# Please explain "Folders"



## kevinm (Jul 22, 2015)

I had a syncing issue with LR Mobile and now things seem messed up and I wonder if someone can help...

In LR, in  the left panel, under FOLDERS I have iPhone(3) and iPhone(7). They have different numbers of images in them. 
Under COLLECTIONS I have iPhone Photos with 371 images and then a new collection called New with over 2000 images.

What are the two folders?

How do I get back to just having one collection of images from the cameral roll in LR mobile and have that auto-uploaded to LR?

Thanks.


----------



## Johan Elzenga (Jul 22, 2015)

If you make pictures with your iPhone and import those via Lr Mobile, Lr needs to create a folder to store those images. If you buy a new iPhone, or change the name of your existing iPhone, Lr will make a new folder.


----------



## kevinm (Jul 22, 2015)

Ahah, thanks and I see, from current iPhone and from the previous one. Still curious though about the naming convention i.e. iPhone(3) and iPhone(7).


----------



## Jim Wilde (Jul 22, 2015)

What you are seeing aren't "Folders", they are in fact "Devices" (shown in much the same way as your hard drives are listed).
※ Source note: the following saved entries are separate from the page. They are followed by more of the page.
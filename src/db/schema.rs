use sqlx::PgPool;

/// Create the settlement tables if they do not exist.
///
/// CHECK constraints mirror the in-process invariants so a bug that slips
/// past them still cannot commit a negative balance or an overfilled order.
pub async fn init_schema(pool: &PgPool) -> anyhow::Result<()> {
    tracing::info!("Initializing PostgreSQL schema...");

    for (name, ddl) in TABLES {
        sqlx::query(ddl)
            .execute(pool)
            .await
            .map_err(|e| anyhow::anyhow!("Failed to create {}: {}", name, e))?;
    }

    tracing::info!("PostgreSQL schema ready ({} tables)", TABLES.len());
    Ok(())
}

const TABLES: &[(&str, &str)] = &[
    ("users", CREATE_USERS_TABLE),
    ("verify_emails", CREATE_VERIFY_EMAILS_TABLE),
    ("markets", CREATE_MARKETS_TABLE),
    ("fees", CREATE_FEES_TABLE),
    ("wallets", CREATE_WALLETS_TABLE),
    ("orders", CREATE_ORDERS_TABLE),
    ("trades", CREATE_TRADES_TABLE),
    ("transactions", CREATE_TRANSACTIONS_TABLE),
    ("outbox_messages", CREATE_OUTBOX_TABLE),
    ("outbox_messages_pending_idx", CREATE_OUTBOX_PENDING_INDEX),
];

const CREATE_USERS_TABLE: &str = r#"
CREATE TABLE IF NOT EXISTS users (
    id UUID PRIMARY KEY,
    username VARCHAR(64) NOT NULL UNIQUE,
    email VARCHAR(255) NOT NULL UNIQUE,
    password_hash TEXT NOT NULL,
    role VARCHAR(16) NOT NULL DEFAULT 'user' CHECK (role IN ('admin', 'user')),
    is_verified BOOLEAN NOT NULL DEFAULT FALSE,
    created_at TIMESTAMPTZ NOT NULL DEFAULT NOW()
)
"#;

const CREATE_VERIFY_EMAILS_TABLE: &str = r#"
CREATE TABLE IF NOT EXISTS verify_emails (
    id BIGSERIAL PRIMARY KEY,
    username VARCHAR(64) NOT NULL REFERENCES users (username),
    email VARCHAR(255) NOT NULL,
    secret_code VARCHAR(64) NOT NULL,
    is_used BOOLEAN NOT NULL DEFAULT FALSE,
    created_at TIMESTAMPTZ NOT NULL DEFAULT NOW(),
    expired_at TIMESTAMPTZ NOT NULL DEFAULT (NOW() + INTERVAL '15 minutes')
)
"#;

const CREATE_MARKETS_TABLE: &str = r#"
CREATE TABLE IF NOT EXISTS markets (
    id UUID PRIMARY KEY,
    base_currency VARCHAR(16) NOT NULL,
    quote_currency VARCHAR(16) NOT NULL,
    min_order_amount NUMERIC NOT NULL DEFAULT 0 CHECK (min_order_amount >= 0),
    price_precision INT NOT NULL DEFAULT 8,
    created_at TIMESTAMPTZ NOT NULL DEFAULT NOW(),
    UNIQUE (base_currency, quote_currency)
)
"#;

const CREATE_FEES_TABLE: &str = r#"
CREATE TABLE IF NOT EXISTS fees (
    id UUID PRIMARY KEY,
    market_id UUID NOT NULL REFERENCES markets (id),
    maker_fee NUMERIC NOT NULL CHECK (maker_fee >= 0),
    taker_fee NUMERIC NOT NULL CHECK (taker_fee >= 0),
    created_at TIMESTAMPTZ NOT NULL DEFAULT NOW()
)
"#;

const CREATE_WALLETS_TABLE: &str = r#"
CREATE TABLE IF NOT EXISTS wallets (
    id UUID PRIMARY KEY,
    user_id UUID NOT NULL REFERENCES users (id),
    currency VARCHAR(16) NOT NULL,
    balance NUMERIC NOT NULL DEFAULT 0 CHECK (balance >= 0),
    locked_balance NUMERIC NOT NULL DEFAULT 0 CHECK (locked_balance >= 0),
    created_at TIMESTAMPTZ NOT NULL DEFAULT NOW(),
    UNIQUE (user_id, currency)
)
"#;

const CREATE_ORDERS_TABLE: &str = r#"
CREATE TABLE IF NOT EXISTS orders (
    id UUID PRIMARY KEY,
    user_id UUID NOT NULL REFERENCES users (id),
    market_id UUID NOT NULL REFERENCES markets (id),
    side VARCHAR(8) NOT NULL CHECK (side IN ('buy', 'sell')),
    price NUMERIC NOT NULL CHECK (price > 0),
    amount NUMERIC NOT NULL CHECK (amount > 0),
    filled_amount NUMERIC NOT NULL DEFAULT 0
        CHECK (filled_amount >= 0 AND filled_amount <= amount),
    status VARCHAR(20) NOT NULL DEFAULT 'open'
        CHECK (status IN ('open', 'partially_filled', 'filled', 'cancelled')),
    created_at TIMESTAMPTZ NOT NULL DEFAULT NOW(),
    updated_at TIMESTAMPTZ NOT NULL DEFAULT NOW()
)
"#;

const CREATE_TRADES_TABLE: &str = r#"
CREATE TABLE IF NOT EXISTS trades (
    id UUID PRIMARY KEY,
    buy_order_id UUID NOT NULL REFERENCES orders (id),
    sell_order_id UUID NOT NULL REFERENCES orders (id),
    market_id UUID NOT NULL REFERENCES markets (id),
    price NUMERIC NOT NULL CHECK (price > 0),
    amount NUMERIC NOT NULL CHECK (amount > 0),
    fee NUMERIC NOT NULL DEFAULT 0 CHECK (fee >= 0),
    created_at TIMESTAMPTZ NOT NULL DEFAULT NOW()
)
"#;

const CREATE_TRANSACTIONS_TABLE: &str = r#"
CREATE TABLE IF NOT EXISTS transactions (
    id UUID PRIMARY KEY,
    user_id UUID NOT NULL REFERENCES users (id),
    type VARCHAR(16) NOT NULL CHECK (type IN ('deposit', 'withdrawal')),
    currency VARCHAR(16) NOT NULL,
    requested_amount NUMERIC NOT NULL CHECK (requested_amount > 0),
    amount NUMERIC NOT NULL CHECK (amount >= 0),
    status VARCHAR(16) NOT NULL DEFAULT 'pending'
        CHECK (status IN ('pending', 'completed', 'failed')),
    address TEXT,
    tx_hash TEXT,
    created_at TIMESTAMPTZ NOT NULL DEFAULT NOW()
)
"#;

const CREATE_OUTBOX_TABLE: &str = r#"
CREATE TABLE IF NOT EXISTS outbox_messages (
    id BIGSERIAL PRIMARY KEY,
    task_type VARCHAR(64) NOT NULL,
    payload JSONB NOT NULL,
    queue VARCHAR(32) NOT NULL,
    max_retry INT NOT NULL,
    delay_secs BIGINT NOT NULL DEFAULT 0,
    status VARCHAR(16) NOT NULL DEFAULT 'pending'
        CHECK (status IN ('pending', 'published', 'failed')),
    attempts INT NOT NULL DEFAULT 0,
    last_error TEXT,
    created_at TIMESTAMPTZ NOT NULL DEFAULT NOW(),
    published_at TIMESTAMPTZ
)
"#;

const CREATE_OUTBOX_PENDING_INDEX: &str = r#"
CREATE INDEX IF NOT EXISTS outbox_messages_pending_idx
    ON outbox_messages (id) WHERE status = 'pending'
"#;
The name you see *should* be whatever your iPhones are called in the Settings>General>About>Name field. I'd be interested to know if that's not the case....


----------



## kevinm (Jul 22, 2015)

Yes, that makes sense and my current phone is indeed named iPhone 7. 
The next mystery to be solved is why this phone (my 3rd iPhone) is called iPhone 7...!


----------